Devenu sulfureux malgré lui avec le “Déni des cultures” en 2010, Hugues Lagrange revient avec “En terre étrangère“, recueil de témoignages d’immigrés originaires du Sahel (à paraître le 7 février).

“Ses conclusions vont à l’encontre de la grande majorité des travaux sur la banlieue, qui expliquent son délitement par des facteurs sociaux. 
Son point de vue fait courir le risque de désigner les immigrés d’origine sahélienne comme impossibles à intégrer.”

Dans son bureau de Sciences-Po, notre sociologue a l’air bien embêté.
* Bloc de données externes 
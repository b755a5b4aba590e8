use std::{fmt, path::Path, str::FromStr};

use serde::{Deserialize, Serialize};

use crate::error::ModelError;

macro_rules! named_enum {
    ($(#[$meta:meta])* $name:ident { $($variant:ident => $label:literal),+ $(,)? }) => {
        $(#[$meta])*
        #[derive(Debug, Clone, Copy, PartialEq, Eq, Serialize, Deserialize)]
        #[serde(rename_all = "snake_case")]
        pub enum $name {
            $($variant),+
        }

        impl $name {
            pub fn as_str(&self) -> &'static str {
                match self {
                    $(Self::$variant => $label),+
                }
            }
        }

        impl FromStr for $name {
            type Err = ModelError;

            fn from_str(s: &str) -> Result<Self, Self::Err> {
                match s {
                    $($label => Ok(Self::$variant),)+
                    other => Err(ModelError::not_implemented(other)),
                }
            }
        }

        impl fmt::Display for $name {
            fn fmt(&self, f: &mut fmt::Formatter<'_>) -> fmt::Result {
                f.write_str(self.as_str())
            }
        }
    };
}

named_enum!(
    /// Recurrent cell used by the encoder and the attention decoder.
    RnnType { Lstm => "lstm", Gru => "gru" }
);

named_enum!(
    /// Encoder family. `Cnn` runs the convolutional front-end alone.
    EncoderType { Lstm => "lstm", Gru => "gru", Cnn => "cnn" }
);

impl EncoderType {
    /// Recurrent cell of the encoder layers, `None` for a pure CNN encoder.
    pub fn rnn_type(self) -> Option<RnnType> {
        match self {
            Self::Lstm => Some(RnnType::Lstm),
            Self::Gru => Some(RnnType::Gru),
            Self::Cnn => None,
        }
    }
}

named_enum!(
    /// Scoring function of the recurrent decoder's attention.
    AttentionType {
        Content => "content",
        Location => "location",
        DotProduct => "dot_product",
    }
);

named_enum!(SelfAttentionType { ScaledDot => "scaled_dot", Average => "average" });

named_enum!(PeType { None => "none", Add => "add", Concat => "concat" });

named_enum!(FfnNonlinear {
    Relu => "relu",
    Gelu => "gelu",
    GeluAccurate => "gelu_accurate",
    Glu => "glu",
});

named_enum!(SubsampleType { Drop => "drop", Concat => "concat" });

named_enum!(InitDecState { Zero => "zero", Mean => "mean", Final => "final" });

named_enum!(LabelType { Char => "char", Word => "word" });

#[derive(Debug, Clone, Serialize, Deserialize)]
#[serde(default)]
pub struct Seq2seqConfig {
    pub input_size: usize,
    pub encoder_type: EncoderType,
    pub encoder_bidirectional: bool,
    pub encoder_num_units: usize,
    pub encoder_num_proj: usize,
    pub encoder_num_layers: usize,
    pub attention_type: AttentionType,
    pub attention_dim: usize,
    pub decoder_type: RnnType,
    pub decoder_num_units: usize,
    pub decoder_num_layers: usize,
    pub embedding_dim: usize,
    pub dropout_input: f32,
    pub dropout_encoder: f32,
    pub dropout_decoder: f32,
    pub dropout_embedding: f32,
    pub num_classes: usize,
    pub parameter_init: f64,
    pub init_forget_gate_bias_with_one: bool,
    pub subsample_list: Vec<bool>,
    pub subsample_type: SubsampleType,
    pub init_dec_state: InitDecState,
    pub sharpening_factor: f64,
    pub logits_temperature: f64,
    pub sigmoid_smoothing: bool,
    pub ctc_loss_weight: f64,
    pub attention_conv_num_channels: usize,
    pub attention_conv_width: usize,
    pub num_stack: usize,
    pub splice: usize,
    pub scheduled_sampling_prob: f64,
    pub scheduled_sampling_ramp_max_step: usize,
    pub label_smoothing_prob: f64,
    pub encoder_residual: bool,
    pub encoder_dense_residual: bool,
    pub decoder_residual: bool,
    pub decoder_dense_residual: bool,
    /// Output channels of each convolution layer. Empty disables the front-end.
    pub conv_channels: Vec<usize>,
    /// `[time, freq]` kernel per layer.
    pub conv_kernel_sizes: Vec<[usize; 2]>,
    /// `[time, freq]` stride per layer.
    pub conv_strides: Vec<[usize; 2]>,
    /// `[time, freq]` max pooling per layer, empty for none.
    pub conv_poolings: Vec<Vec<usize>>,
    /// Channels the input features are split into before the first convolution.
    pub conv_input_channels: usize,
    pub batch_norm: bool,
}

impl Default for Seq2seqConfig {
    fn default() -> Self {
        Self {
            input_size: 40,
            encoder_type: EncoderType::Lstm,
            encoder_bidirectional: true,
            encoder_num_units: 256,
            encoder_num_proj: 0,
            encoder_num_layers: 2,
            attention_type: AttentionType::Location,
            attention_dim: 128,
            decoder_type: RnnType::Lstm,
            decoder_num_units: 256,
            decoder_num_layers: 2,
            embedding_dim: 32,
            dropout_input: 0.1,
            dropout_encoder: 0.1,
            dropout_decoder: 0.1,
            dropout_embedding: 0.1,
            num_classes: 27,
            parameter_init: 0.1,
            init_forget_gate_bias_with_one: true,
            subsample_list: vec![],
            subsample_type: SubsampleType::Concat,
            init_dec_state: InitDecState::Final,
            sharpening_factor: 1.,
            logits_temperature: 1.,
            sigmoid_smoothing: false,
            ctc_loss_weight: 0.,
            attention_conv_num_channels: 10,
            attention_conv_width: 201,
            num_stack: 1,
            splice: 1,
            scheduled_sampling_prob: 0.1,
            scheduled_sampling_ramp_max_step: 200,
            label_smoothing_prob: 0.,
            encoder_residual: false,
            encoder_dense_residual: false,
            decoder_residual: false,
            decoder_dense_residual: false,
            conv_channels: vec![],
            conv_kernel_sizes: vec![],
            conv_strides: vec![],
            conv_poolings: vec![],
            conv_input_channels: 1,
            batch_norm: false,
        }
    }
}

impl Seq2seqConfig {
    pub fn validate(&self) -> Result<(), ModelError> {
        if self.encoder_type == EncoderType::Cnn {
            if self.conv_channels.is_empty() {
                return Err(ModelError::InvalidConfig(
                    "cnn encoder needs conv_channels".to_string(),
                ));
            }
            if !self.subsample_list.is_empty() {
                return Err(ModelError::InvalidConfig(
                    "subsample_list applies to recurrent layers only".to_string(),
                ));
            }
        }
        if !self.conv_channels.is_empty() {
            let n = self.conv_channels.len();
            let lists = [
                self.conv_kernel_sizes.len(),
                self.conv_strides.len(),
                self.conv_poolings.len(),
            ];
            if lists.iter().any(|&len| len != 0 && len != n) {
                return Err(ModelError::InvalidConfig(format!(
                    "conv kernel/stride/pooling lists must be empty or have {n} entries"
                )));
            }
            if self.conv_poolings.iter().any(|p| !p.is_empty() && p.len() != 2) {
                return Err(ModelError::InvalidConfig(
                    "conv_poolings entries are [time, freq] or empty".to_string(),
                ));
            }
            let strides_ok = self.conv_strides.iter().flatten().all(|&s| s > 0);
            let kernels_ok = self.conv_kernel_sizes.iter().flatten().all(|&k| k > 0);
            if !strides_ok || !kernels_ok || self.conv_channels.contains(&0) {
                return Err(ModelError::InvalidConfig(
                    "conv kernels, strides and channels must be positive".to_string(),
                ));
            }
            if self.conv_input_channels == 0
                || self.stacked_input_size() % self.conv_input_channels != 0
            {
                return Err(ModelError::InvalidConfig(format!(
                    "{} input features cannot be split into {} channels",
                    self.stacked_input_size(),
                    self.conv_input_channels
                )));
            }
        }
        let recurrent = self.encoder_type.rnn_type().is_some();
        if (recurrent && self.encoder_num_layers == 0) || self.decoder_num_layers == 0 {
            return Err(ModelError::InvalidConfig(
                "encoder and decoder need at least one layer".to_string(),
            ));
        }
        if !self.subsample_list.is_empty() && self.subsample_list.len() != self.encoder_num_layers
        {
            return Err(ModelError::InvalidConfig(format!(
                "subsample_list has {} entries for {} encoder layers",
                self.subsample_list.len(),
                self.encoder_num_layers
            )));
        }
        if self.attention_type == AttentionType::Location && self.attention_conv_width % 2 == 0 {
            return Err(ModelError::InvalidConfig(
                "attention_conv_width must be odd".to_string(),
            ));
        }
        Ok(())
    }

    /// Feature dimension seen by the first encoder layer.
    pub fn stacked_input_size(&self) -> usize {
        self.input_size * self.splice * self.num_stack
    }
}

#[derive(Debug, Clone, Serialize, Deserialize)]
#[serde(default)]
pub struct TransformerConfig {
    pub input_size: usize,
    pub d_model: usize,
    pub d_ff: usize,
    pub n_heads: usize,
    pub enc_n_layers: usize,
    pub dec_n_layers: usize,
    pub attention_type: SelfAttentionType,
    pub pe_type: PeType,
    pub dropout: f32,
    pub dropout_att: f32,
    pub layer_norm_eps: f64,
    pub ffn_nonlinear: FfnNonlinear,
    pub num_classes: usize,
    pub ctc_loss_weight: f64,
    pub label_smoothing_prob: f64,
    pub src_tgt_attention: bool,
    pub max_len: usize,
    pub num_stack: usize,
    pub splice: usize,
}

impl Default for TransformerConfig {
    fn default() -> Self {
        Self {
            input_size: 40,
            d_model: 128,
            d_ff: 512,
            n_heads: 4,
            enc_n_layers: 2,
            dec_n_layers: 2,
            attention_type: SelfAttentionType::ScaledDot,
            pe_type: PeType::Add,
            dropout: 0.1,
            dropout_att: 0.1,
            layer_norm_eps: 1e-12,
            ffn_nonlinear: FfnNonlinear::Relu,
            num_classes: 27,
            ctc_loss_weight: 0.,
            label_smoothing_prob: 0.,
            src_tgt_attention: true,
            max_len: 5000,
            num_stack: 1,
            splice: 1,
        }
    }
}

impl TransformerConfig {
    pub fn validate(&self) -> Result<(), ModelError> {
        if self.d_model % self.n_heads != 0 {
            return Err(ModelError::InvalidConfig(format!(
                "d_model {} is not divisible by n_heads {}",
                self.d_model, self.n_heads
            )));
        }
        if self.d_model % 2 != 0 {
            return Err(ModelError::InvalidConfig(
                "d_model must be even for sinusoidal positions".to_string(),
            ));
        }
        if self.pe_type == PeType::Concat && self.d_model % 4 != 0 {
            return Err(ModelError::InvalidConfig(
                "concat positional encoding needs d_model divisible by 4".to_string(),
            ));
        }
        Ok(())
    }

    pub fn stacked_input_size(&self) -> usize {
        self.input_size * self.splice * self.num_stack
    }
}

#[derive(Debug, Clone, Serialize, Deserialize)]
#[serde(tag = "arch", rename_all = "snake_case")]
pub enum ModelConfig {
    Rnn(Seq2seqConfig),
    Transformer(TransformerConfig),
}

impl Default for ModelConfig {
    fn default() -> Self {
        Self::Rnn(Seq2seqConfig::default())
    }
}

impl ModelConfig {
    pub fn num_classes(&self) -> usize {
        match self {
            Self::Rnn(c) => c.num_classes,
            Self::Transformer(c) => c.num_classes,
        }
    }

    pub fn num_stack(&self) -> usize {
        match self {
            Self::Rnn(c) => c.num_stack,
            Self::Transformer(c) => c.num_stack,
        }
    }

    pub fn splice(&self) -> usize {
        match self {
            Self::Rnn(c) => c.splice,
            Self::Transformer(c) => c.splice,
        }
    }
}

#[derive(Debug, Clone, Serialize, Deserialize)]
#[serde(default)]
pub struct TrainConfig {
    pub label_type: LabelType,
    pub batch_size: usize,
    pub max_step: usize,
    pub lr: f64,
    pub weight_decay: f64,
    pub clip_grad_norm: f64,
    pub decode_interval: usize,
    pub beam_width: usize,
    pub max_decode_len: usize,
    pub convergence_ler: f64,
    pub decay_start_epoch: usize,
    pub decay_rate: f64,
    pub decay_patient_epoch: usize,
    pub seed: u64,
    pub cpu: bool,
    /// Standard deviation of the Gaussian noise added to every weight before
    /// each step, 0 disables it.
    pub weight_noise_std: f64,
    /// Noise is injected once the training loss drops below this value.
    pub weight_noise_start_loss: f32,
}

impl Default for TrainConfig {
    fn default() -> Self {
        Self {
            label_type: LabelType::Char,
            batch_size: 2,
            max_step: 1000,
            lr: 1e-3,
            weight_decay: 1e-8,
            clip_grad_norm: 5.,
            decode_interval: 10,
            beam_width: 2,
            max_decode_len: 60,
            convergence_ler: 0.1,
            decay_start_epoch: 20,
            decay_rate: 0.9,
            decay_patient_epoch: 10,
            seed: 1623,
            cpu: false,
            weight_noise_std: 0.,
            weight_noise_start_loss: 50.,
        }
    }
}

#[derive(Debug, Clone, Default, Serialize, Deserialize)]
#[serde(default)]
pub struct Config {
    pub train: TrainConfig,
    pub model: ModelConfig,
}

impl Config {
    pub fn from_file(path: impl AsRef<Path>) -> Result<Self, ModelError> {
        let file = std::fs::File::open(path)?;
        let config = serde_json::from_reader(std::io::BufReader::new(file))?;
        Ok(config)
    }
}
Toute cette affaire l’a placé sous le feu croisé d’une bonne partie de ses pairs et de la presse de gauche, tandis que la droite s’émerveillait qu’un sociologue, espèce forcément «progressiste», ose enfin «briser les tabous du politiquement correct».
Son nouveau livre, En terre étrangère, est une compilation de témoignages d’hommes et de femmes originaires de la vallée du fleuve Sénégal, arrivés en France dans les années 70 et 80, et installés en banlieue ouest de Paris.
Ils racontent les difficultés professionnelles, la solitude, l’incompréhension et le repli sur soi, la nostalgie pour certains, d’hommes qui voulaient s’intégrer et se sont sentis rejetés et méprisés, le désir de rester pour d’autres.

“des hommes qui voulaient s’intégrer et qui se sont sentis rejetés et méprisés”

Au départ, le Déni des cultures était une enquête quantitative portant sur 4 400 élèves de 11 à 17 ans .
En comparant les taux de décrochage scolaire et d’absentéisme quatre ans plus tard avec les listes des tribunaux, il constate qu’une part importante d’«incivilités» et d’«inconduites répétées» sont commises par des jeunes originaires du Sahel (Sénégal, Mali, Mauritanie, Sud algérien, Niger).

Ce constat va amener Lagrange à s’interroger sur les liens entre facteurs culturels et délinquance, et à expliquer en partie l’une par les autres.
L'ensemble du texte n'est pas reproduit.